In going to a potter’s house,
and observing clay being worked in the skilled hands of an artisan, Jeremiah dips
into something that was already ancient and universal, even in his day, to
engage God’s desires for the world. The oldest known pottery, found in China, is
20,000 years old, and by 6,000 or perhaps even 8,000 years ago, there is
evidence of potters’ wheels in the middle east.
Jeremiah used this powerful metaphor – ancient, yet still relatable even
now - to illustrate
to the people of Judah that their present way of being would lead to ruin, and
to plead with the people and their leaders to let God work with them to make
things right. God was willing to start
over if they were willing to let things be broken down and re-formed. Things were not good but they were not beyond
redemption, and the metaphor of a potter working at a wheel, breaking down the
clay and making something new and needed, was both a call to change and a ray
of hope.
There’s a funny issue with the Hebrew in this text; it’s hard to tell if
Jeremiah is talking about things simply not working out with the clay at the
potter’s wheel, or if he was suggesting that the clay had a mind of its own and
was being difficult or obstinate, resisting the potter’s efforts. Thinking back to my ugly teapot, I would happily
blame the clay, though I think that one was on me. But however the Hebrew works
out, Jeremiah’s potter takes action, just as Jeremiah says God was ready to
start over with the nation of Judah. Seeing this plight, the prophet urges the
nation to let go of their faithless ways and yield once more to the God who
made them in the first place. Carrying
through with the metaphor, the broken-down clay, if still supple enough to
change, will not get condemned and tossed away; for God, the loving creator of
all, is all-in with any person or people who seek a new start.

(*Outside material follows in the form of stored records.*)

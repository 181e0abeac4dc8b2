pub mod error;
pub mod lister;
pub mod logging;
pub mod report;
pub mod size;

pub use error::{Result, SizeError};
pub use lister::{DEFAULT_PATTERN, ImageSizes, ImagesMetadata, image_sizes, images_metadata};
pub use report::render_report;
pub use size::{ImageSize, read_image_size};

I say “person or people” here, because while Jeremiah’s main target is the
entirety of his kinfolk, the people of Judah, he also calls each person to be a
faithful follower of God. There is a back-and-forth in the reading we heard
this morning, as the prophet cannot quite make up his mind between God’s invitation
to change, and God’s saying, “enough is enough.” He also suggests, rather powerfully, that God
can change God’s mind, and move off what had initially been a good plan but is
no longer serving those with greatest needs. Entering into Jeremiah’s
wonderings can help us clarify what WE think about God, and how we think God interacts
with us when things are troubled, or at a low ebb.

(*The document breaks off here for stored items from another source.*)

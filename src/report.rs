use crate::error::Result;

/// Collects every line before rendering anything.
///
/// Returns the first error unchanged, so a failure partway through produces
/// no text at all. On success the lines are joined with `\n` and terminated
/// by one trailing newline; no lines render as the empty string.
pub fn render_report<I>(lines: I) -> Result<String>
where
    I: IntoIterator<Item = Result<String>>,
{
    let lines = lines.into_iter().collect::<Result<Vec<_>>>()?;
    if lines.is_empty() {
        return Ok(String::new());
    }

    let mut out = lines.join("\n");
    out.push('\n');
    Ok(out)
}
use std::io;
use axum::{http::StatusCode, response::{IntoResponse, Response}};
use thiserror::Error;

/// Custom error types for the wiki application
#[derive(Debug, Error)]
pub enum WikiError {
    #[error("I/O error: {0}")]
    Io(#[from] io::Error),

    #[error("YAML error: {0}")]
    Yaml(#[from] serde_yaml::Error),

    /// The file does not start with a front matter block. Not a failure
    /// for callers that treat metadata as optional.
    #[error("metadata not found")]
    MetadataNotFound,

    #[error("tag `{0}` already exists")]
    TagAlreadyExists(String),

    #[error("tag `{0}` not found")]
    TagNotFound(String),

    #[error("not found")]
    NotFound,

    #[error("invalid path")]
    InvalidPath,

    #[error("render error: {0}")]
    RenderError(String),

    #[error("history error: {0}")]
    HistoryError(String),

    #[error("template error: {0}")]
    TemplateError(String),
}

impl IntoResponse for WikiError {
    fn into_response(self) -> Response {
        match self {
            WikiError::NotFound => (StatusCode::NOT_FOUND, "Not found").into_response(),
            WikiError::InvalidPath => (StatusCode::BAD_REQUEST, "Invalid path").into_response(),
            // Details stay in the log; clients only ever see the generic text.
            _ => (StatusCode::INTERNAL_SERVER_ERROR, "Internal server error").into_response(),
        }
    }
}
use std::net::SocketAddr;

use log::{error, info};
use tokio::net::TcpListener;

use sam::logger::Logger;
use sam::{build_app, Config, WikiError};

#[tokio::main]
async fn main() {
    if let Err(e) = Logger::init() {
        eprintln!("failed to initialize logger: {}", e);
    }

    if let Err(e) = run(Config::load()).await {
        error!("{}", e);
        std::process::exit(1);
    }
}

async fn run(config: Config) -> Result<(), WikiError> {
    let addr = config.addr.clone();
    let app = build_app(config)?;

    let listener = TcpListener::bind(&addr).await?;
    info!("Listening on http://{}", addr);
    axum::serve(listener, app.into_make_service_with_connect_info::<SocketAddr>()).await?;
    Ok(())
}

For far too many people, life’s hardest circumstances get interpreted as
the actions of a wrathful and punitive God; and if that is their image of God, the
image of the potter at the wheel might be scary or arbitrary, as an
interventionist God angrily starts over. But the God who has been made known to us in
the power of creation and in the sufferings of Christ Jesus, is not detached or
angry; re-formation is out of necessity and a desire for life anew. God is present to us in our times of loss,
challenge, and suffering; God is there, in our hardest times, to work with us
to clean things up, restore and rebuild, help us move on. I know this from my own experience
twenty-five years ago, of recovering from a year lost to depression, and I know
it from the experiences of countless friends, colleagues and parishioners who
have hit rock bottom due to addictions, in order for a new path to emerge. There is new life to be found when one
becomes vulnerable enough to invite the God of forgiveness, grace and
resurrection to help them start again.
Admittedly, there are times when things go wrong for a person or a group
or a nation, and the responsibility rests firmly in their lap and no-one else’s,
and the only way out is to fold it down and start over. But – and this runs somewhat contrary to
Jeremiah’s message – there are also so many times when there is no blame to be
assigned, and life’s hardest moments – accidents, disasters, illnesses – just
happen. Sometimes clay just kind of
flops and needs a helping hand – not because it is being disobedient, not
because the potter messed up, but because that just happens sometimes with clay. And when things do flop in our lives, or threaten
to sling us off the edge of the fast-spinning wheel, the key thing to know is
that the potter is there to catch us, and shape us, and guide us into
wholeness.
That presence, power and loving intent of our creator God is good news
for us, in a week when horrific things have happened in the world, and happened
with intent. As I wrote the first draft
of this sermon this past Wednesday (Aug 27), there had just been a shooting in
Minneapolis, with two children dying while attending opening worship for their
school year. The mayor of Minneapolis,
Jacob Frey, spoke powerfully in the moment, encouraging his citizens to let
this impact them personally, to let it draw them together in loving support, and
spoke directly to people of faith, calling them away from the usual platitude
of “thoughts and prayers.” There is such
brokenness in a society, when the leading cause of death of children, is being
shot.
On that same day (Aug 27) details of truly evil and indefensible attacks
in Gaza came to light, killing over twenty people including five journalists. Described as a “double tap” strike, the first
hit caused some fatalities, but it was the second strike, after medical
personnel rushed to provide aid, that was most deadly. And again, this sustained, inhumane, targeted
horror is brokenness at its worst.
In the presence of such terrible happenings, in all the ways that planet
earth itself is challenged, we are invited not to recoil or feel helpless, but
to restate our faith in the God of transformative love. I invite you to join me in this moment, to bring
to our mind’s eye Jeremiah’s vision, of God, acting as a potter would act,
embracing the brokenness and sorrow of life, and reshaping it all. Bring to mind, a God impacted by this, who
takes the cries of sorrow and outrage of the world, against such violence, and uses
that energy to urge change in the hearts and tactics and goals of those who are
used to winning by force. Bring to mind the
words we heard last Sunday as God called Jeremiah, a call which included both
tearing down and building up; bring to mind also the life, death and
resurrection of Jesus Christ, whose promised realm is free from the powers that
crucify.
The potter’s wheel, while rhythmic, soothing, even mesmerizing, is also
incredibly powerful, especially as we envision God as the potter. We
acknowledge our need for God, the one who restores and makes new, a God of whose
presence with us as co-creator of the new realm can get the world past its
brokenness. And, acknowledging how
deeply invested God is in your well-being, I invite you to go deep in your
story with God, and our shared story as a community of faith, as well as understanding
God’s deep engagement with the totality of life on this planet.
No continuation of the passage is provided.